Give an exact copy of the line that has "the content hash." and of every line below it, through the last, with nothing else.
*** ENTRIES PROVIDED ***
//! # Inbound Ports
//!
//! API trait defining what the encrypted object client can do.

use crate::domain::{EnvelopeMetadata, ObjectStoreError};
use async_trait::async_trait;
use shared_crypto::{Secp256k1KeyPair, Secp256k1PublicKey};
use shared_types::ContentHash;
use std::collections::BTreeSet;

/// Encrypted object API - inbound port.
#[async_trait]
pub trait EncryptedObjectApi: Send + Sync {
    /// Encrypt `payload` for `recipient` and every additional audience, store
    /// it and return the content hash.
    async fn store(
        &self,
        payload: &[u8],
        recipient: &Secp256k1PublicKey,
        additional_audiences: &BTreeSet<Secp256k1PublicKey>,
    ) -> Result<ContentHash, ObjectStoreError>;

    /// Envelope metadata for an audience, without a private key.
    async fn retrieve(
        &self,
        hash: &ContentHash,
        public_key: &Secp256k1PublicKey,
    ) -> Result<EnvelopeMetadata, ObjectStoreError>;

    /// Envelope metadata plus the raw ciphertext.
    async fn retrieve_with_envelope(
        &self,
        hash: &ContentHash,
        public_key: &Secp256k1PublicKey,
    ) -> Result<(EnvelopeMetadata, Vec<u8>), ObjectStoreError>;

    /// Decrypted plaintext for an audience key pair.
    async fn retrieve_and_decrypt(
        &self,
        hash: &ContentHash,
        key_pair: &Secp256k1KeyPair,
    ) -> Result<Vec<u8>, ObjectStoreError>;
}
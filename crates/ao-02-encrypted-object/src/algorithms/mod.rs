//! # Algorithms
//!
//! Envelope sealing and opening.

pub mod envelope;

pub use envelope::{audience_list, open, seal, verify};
*** End of ENTRIES PROVIDED ***
EXERCISE OUTPUT:
    /// it and return the content hash.
    async fn store(
        &self,
        payload: &[u8],
        recipient: &Secp256k1PublicKey,
        additional_audiences: &BTreeSet<Secp256k1PublicKey>,
    ) -> Result<ContentHash, ObjectStoreError>;

    /// Envelope metadata for an audience, without a private key.
    async fn retrieve(
        &self,
        hash: &ContentHash,
        public_key: &Secp256k1PublicKey,
    ) -> Result<EnvelopeMetadata, ObjectStoreError>;

    /// Envelope metadata plus the raw ciphertext.
    async fn retrieve_with_envelope(
        &self,
        hash: &ContentHash,
        public_key: &Secp256k1PublicKey,
    ) -> Result<(EnvelopeMetadata, Vec<u8>), ObjectStoreError>;

    /// Decrypted plaintext for an audience key pair.
    async fn retrieve_and_decrypt(
        &self,
        hash: &ContentHash,
        key_pair: &Secp256k1KeyPair,
    ) -> Result<Vec<u8>, ObjectStoreError>;
}
filename crates/ao-02-encrypted-object/src/algorithms/mod.rs
//! # Algorithms
//!
//! Envelope sealing and opening.

pub mod envelope;

pub use envelope::{audience_list, open, seal, verify};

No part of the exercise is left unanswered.